Exercise: Search the records for "args". Copy every line where it appears.

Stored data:

§

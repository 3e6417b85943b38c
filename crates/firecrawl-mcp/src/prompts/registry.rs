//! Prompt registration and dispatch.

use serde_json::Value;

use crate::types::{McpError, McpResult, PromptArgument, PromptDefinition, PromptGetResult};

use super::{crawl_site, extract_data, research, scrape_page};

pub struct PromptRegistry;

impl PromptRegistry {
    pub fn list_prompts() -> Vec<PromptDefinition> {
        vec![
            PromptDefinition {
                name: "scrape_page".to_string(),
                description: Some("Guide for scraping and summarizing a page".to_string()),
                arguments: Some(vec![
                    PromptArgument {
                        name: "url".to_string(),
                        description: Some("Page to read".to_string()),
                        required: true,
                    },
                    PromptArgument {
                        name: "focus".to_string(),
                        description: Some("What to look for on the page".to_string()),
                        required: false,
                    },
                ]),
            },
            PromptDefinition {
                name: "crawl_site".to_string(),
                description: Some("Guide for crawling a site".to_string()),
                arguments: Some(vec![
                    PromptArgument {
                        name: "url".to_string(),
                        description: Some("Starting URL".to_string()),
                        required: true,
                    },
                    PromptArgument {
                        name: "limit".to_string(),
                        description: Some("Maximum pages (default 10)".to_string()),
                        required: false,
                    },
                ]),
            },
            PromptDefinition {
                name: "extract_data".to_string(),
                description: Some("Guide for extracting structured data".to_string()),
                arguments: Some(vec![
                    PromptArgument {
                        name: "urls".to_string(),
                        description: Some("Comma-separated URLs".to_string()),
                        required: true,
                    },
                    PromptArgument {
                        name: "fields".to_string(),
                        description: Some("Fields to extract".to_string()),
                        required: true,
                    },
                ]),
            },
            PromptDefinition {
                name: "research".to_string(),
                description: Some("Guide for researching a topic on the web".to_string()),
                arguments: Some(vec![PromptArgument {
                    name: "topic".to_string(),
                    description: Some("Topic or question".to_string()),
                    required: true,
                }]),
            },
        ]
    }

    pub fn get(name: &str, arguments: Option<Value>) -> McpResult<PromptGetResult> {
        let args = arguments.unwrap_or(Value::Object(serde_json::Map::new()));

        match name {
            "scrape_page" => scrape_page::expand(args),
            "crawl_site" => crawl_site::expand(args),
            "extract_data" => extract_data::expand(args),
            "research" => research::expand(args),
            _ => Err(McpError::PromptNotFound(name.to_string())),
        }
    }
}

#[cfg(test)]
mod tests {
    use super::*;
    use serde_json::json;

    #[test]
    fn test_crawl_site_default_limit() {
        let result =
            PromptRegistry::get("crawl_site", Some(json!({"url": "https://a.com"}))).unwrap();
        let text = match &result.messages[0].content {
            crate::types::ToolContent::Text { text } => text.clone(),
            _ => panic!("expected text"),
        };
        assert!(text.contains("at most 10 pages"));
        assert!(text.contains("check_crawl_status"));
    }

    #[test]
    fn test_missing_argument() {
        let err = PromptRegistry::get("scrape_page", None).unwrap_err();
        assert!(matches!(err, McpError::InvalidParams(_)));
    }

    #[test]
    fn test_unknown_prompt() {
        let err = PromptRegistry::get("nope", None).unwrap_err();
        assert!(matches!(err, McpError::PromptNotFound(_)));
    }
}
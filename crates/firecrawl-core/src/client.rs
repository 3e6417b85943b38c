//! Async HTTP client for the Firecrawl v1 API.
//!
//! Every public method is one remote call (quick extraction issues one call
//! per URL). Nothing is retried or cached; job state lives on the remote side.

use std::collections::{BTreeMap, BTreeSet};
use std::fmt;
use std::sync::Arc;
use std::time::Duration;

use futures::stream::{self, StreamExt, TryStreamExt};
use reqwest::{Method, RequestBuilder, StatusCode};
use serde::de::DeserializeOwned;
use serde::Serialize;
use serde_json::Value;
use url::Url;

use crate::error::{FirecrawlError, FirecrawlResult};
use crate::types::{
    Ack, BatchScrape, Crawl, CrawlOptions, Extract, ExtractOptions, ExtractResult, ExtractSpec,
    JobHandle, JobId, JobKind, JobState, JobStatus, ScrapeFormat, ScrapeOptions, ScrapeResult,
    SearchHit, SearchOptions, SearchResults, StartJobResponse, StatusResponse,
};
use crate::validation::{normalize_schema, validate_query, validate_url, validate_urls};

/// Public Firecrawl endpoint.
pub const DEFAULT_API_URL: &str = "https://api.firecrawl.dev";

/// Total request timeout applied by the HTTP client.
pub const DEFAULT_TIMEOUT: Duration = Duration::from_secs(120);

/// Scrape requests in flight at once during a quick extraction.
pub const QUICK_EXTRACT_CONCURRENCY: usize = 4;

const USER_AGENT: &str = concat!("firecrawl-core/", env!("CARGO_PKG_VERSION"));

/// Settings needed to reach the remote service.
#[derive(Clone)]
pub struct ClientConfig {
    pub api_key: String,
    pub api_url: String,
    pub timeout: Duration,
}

§

Result:
        let args = arguments.unwrap_or(Value::Object(serde_json::Map::new()));
            "scrape_page" => scrape_page::expand(args),
            "crawl_site" => crawl_site::expand(args),
            "extract_data" => extract_data::expand(args),
            "research" => research::expand(args),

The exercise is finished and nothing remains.